Designers need to recognise that decisions made as early as the planning stage of projects can have a significant influence on the maintenance and operation stage, and thereby also affect the asset user.
Here's a question for designers. How well do you walk in your client's shoes?
Knowledge of and accounting for the things that matter to the owners, builders, operators, maintainers and users of the assets we design is a measure of how skilled we are as designers.
Our clients can be stakeholders in some or all of the stages of an asset’s life cycle; planning, design, procurement, operation, maintenance, renewal, rehabilitation, monitoring and disposal.
Some key elements of these stages that should be considered by designers are:
- Is the design safe to build, to use, to maintain and operate, to renew and to dispose of?
- Will the design enable efficient maintenance with minimum disruption to asset users?
- Does the design offer the best whole of life value?
- What design alternatives are there that the owner should be aware of, enabling the owner to make investment choice?
- Will the end user (the asset users and/or client’s customers) be satisfied with the level of service the asset provides?

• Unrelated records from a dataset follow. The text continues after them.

//! Assemble the caller-facing result of an optimization.

use geo::Coord;

use crate::{Address, Route, RouteGeometry};

/// Distance and visiting order, as shown to the user.
///
/// # Examples
/// ```
/// use routewise_core::format_distance;
///
/// assert_eq!(format_distance(0.0), "0.00 km");
/// assert_eq!(format_distance(12.345), "12.35 km");
/// ```
#[derive(Debug, Clone, PartialEq, Eq)]
#[cfg_attr(feature = "serde", derive(serde::Serialize, serde::Deserialize))]
pub struct RouteSummary {
    /// Total distance with two decimals and a `" km"` suffix.
    pub distance: String,
    /// Addresses in visiting order.
    pub order: Vec<Address>,
}

/// Position of a stop within the caller's input.
#[derive(Debug, Clone, Copy, PartialEq, Eq, Hash)]
#[cfg_attr(feature = "serde", derive(serde::Serialize, serde::Deserialize))]
#[cfg_attr(feature = "serde", serde(rename_all = "snake_case"))]
pub enum StopRole {
    /// First address; the route always begins here.
    Start,
    /// Intermediate address whose position the heuristic chooses.
    Waypoint,
    /// Last address; the route always ends here.
    End,
}

/// A resolved input address, for drawing markers.
#[derive(Debug, Clone, PartialEq)]
#[cfg_attr(feature = "serde", derive(serde::Serialize, serde::Deserialize))]
pub struct Stop {
    /// The caller's address text.
    pub address: Address,
    /// Geocoded `(longitude, latitude)`.
    pub coordinate: Coord<f64>,
    /// Start, waypoint or end.
    pub role: StopRole,
}

/// Everything produced by one successful optimization.
#[derive(Debug, Clone, PartialEq)]
#[cfg_attr(feature = "serde", derive(serde::Serialize, serde::Deserialize))]
pub struct OptimizedRoute {
    /// Distance and order summary.
    pub summary: RouteSummary,
    /// Visiting order as input indices.
    pub route: Route,
    /// Driving path through the stops in visiting order.
    pub geometry: RouteGeometry,
    /// Stops in input order.
    pub stops: Vec<Stop>,
}

/// Format a distance in kilometres with exactly two decimals.
#[must_use]
pub fn format_distance(kilometres: f64) -> String {
    format!("{kilometres:.2} km")
}

/// Build the [`RouteSummary`] for `route` over `addresses`.
///
/// Indices outside `addresses` are skipped; a [`Route`] produced by
/// [`nearest_neighbour`](crate::nearest_neighbour) for the same list never
/// contains any.
#[must_use]
pub fn summarise(route: &Route, total_distance_km: f64, addresses: &[Address]) -> RouteSummary {
    RouteSummary {
        distance: format_distance(total_distance_km),
        order: route
            .indices()
            .iter()
            .filter_map(|&index| addresses.get(index).cloned())
            .collect(),
    }
}

/// Pair addresses with their coordinates and roles, in input order.
#[must_use]
pub fn stops(addresses: &[Address], coordinates: &[Coord<f64>]) -> Vec<Stop> {
    let last = addresses.len().saturating_sub(1);
    addresses
        .iter()
        .zip(coordinates)
        .enumerate()
        .map(|(index, (address, &coordinate))| Stop {
            address: address.clone(),
            coordinate,
            role: match index {
                0 => StopRole::Start,
                i if i == last => StopRole::End,
                _ => StopRole::Waypoint,
            },
        })
        .collect()
}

Unless designers consciously develop the knowledge and undertake the training needed to answer these questions, the best designers will be those that spend time working in the various asset life cycle stages. Industry collaboration and knowledge sharing is fundamental to getting the best long term outcomes.

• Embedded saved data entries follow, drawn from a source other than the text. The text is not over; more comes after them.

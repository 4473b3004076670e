//! Test helpers for staging request files.

use camino::{Utf8Path, Utf8PathBuf};
use tempfile::TempDir;

pub(super) fn write_utf8(path: &Utf8Path, contents: &[u8]) {
    std::fs::write(path, contents).expect("write test file");
}

/// Temporary directory plus the UTF-8 path of `request.json` inside it.
pub(super) fn request_workspace() -> (TempDir, Utf8PathBuf) {
    let tmp = TempDir::new().expect("tempdir");
    let root = Utf8PathBuf::from_path_buf(tmp.path().to_path_buf()).expect("utf-8 workspace");
    let request_path = root.join("request.json");
    (tmp, request_path)
}

pub(super) fn request_json(addresses: &[&str]) -> Vec<u8> {
    serde_json::to_vec_pretty(&serde_json::json!({ "addresses": addresses }))
        .expect("serialise request")
}
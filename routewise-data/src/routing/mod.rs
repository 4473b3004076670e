//! OpenRouteService adapters for the routing provider traits.
//!
//! [`OrsRoutingProvider`] implements both
//! [`routewise_core::DistanceMatrixProvider`], via the Matrix API, and
//! [`routewise_core::DirectionsProvider`], via the Directions API in GeoJSON
//! form. Distances are always requested in kilometres.
//!
//! Failure mapping:
//!
//! - transport timeouts become [`RoutingError::Timeout`](routewise_core::RoutingError::Timeout);
//! - non-success statuses carrying an ORS error document become
//!   `ServiceError`, other statuses `HttpError`;
//! - `null` matrix cells become `Unreachable`;
//! - missing or malformed payloads become `ParseError`.

mod ors;
mod provider;

pub use provider::{DEFAULT_ORS_URL, DEFAULT_PROFILE, OrsConfig, OrsRoutingProvider};
//! Path geometry returned by a directions service.

use geo::{Coord, LineString};

/// Drivable path through an ordered list of stops.
///
/// The path is handed to the rendering layer untouched; the engine only
/// inspects `distance_km` for the two-stop case.
///
/// # Examples
/// ```
/// use geo::{Coord, LineString};
/// use routewise_core::RouteGeometry;
///
/// let geometry = RouteGeometry::new(
///     LineString::from(vec![Coord { x: 13.37, y: 52.52 }, Coord { x: 13.40, y: 52.51 }]),
///     Some(2.4),
/// );
/// assert_eq!(geometry.points().count(), 2);
/// ```
#[derive(Debug, Clone, PartialEq)]
#[cfg_attr(feature = "serde", derive(serde::Serialize, serde::Deserialize))]
pub struct RouteGeometry {
    /// Ordered `(longitude, latitude)` vertices.
    pub path: LineString<f64>,
    /// Route length reported by the service, in kilometres.
    pub distance_km: Option<f64>,
}

impl RouteGeometry {
    /// Construct a geometry from a path and optional reported distance.
    #[must_use]
    pub const fn new(path: LineString<f64>, distance_km: Option<f64>) -> Self {
        Self { path, distance_km }
    }

    /// Iterate over the path vertices.
    pub fn points(&self) -> impl Iterator<Item = Coord<f64>> + '_ {
        self.path.coords().copied()
    }
}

A good example of this thinking is a designer including cross-over gates in motorway median barriers. Gates in the median barrier allow the maintainers and operators of the network to move all traffic to one side with temporary cones placed to separate opposing traffic flows. This is called contra-flow. The advantages of being able to do this are:
- A section of the motorway in one direction is isolated for safe maintenance activities to occur
- Road users do not get detoured off the motorway into unfamiliar suburbs
- Road user delays are minimised
- Maintenance and operation is more efficient with significant savings
Designers need to recognise that decisions made as early as the planning stage of projects (e.g. conditions of resource consents) can have significant influence on the maintenance and operation stage and thereby also affect the asset user.
Designers, the challenge is there, develop your skills to design for the asset life cycle.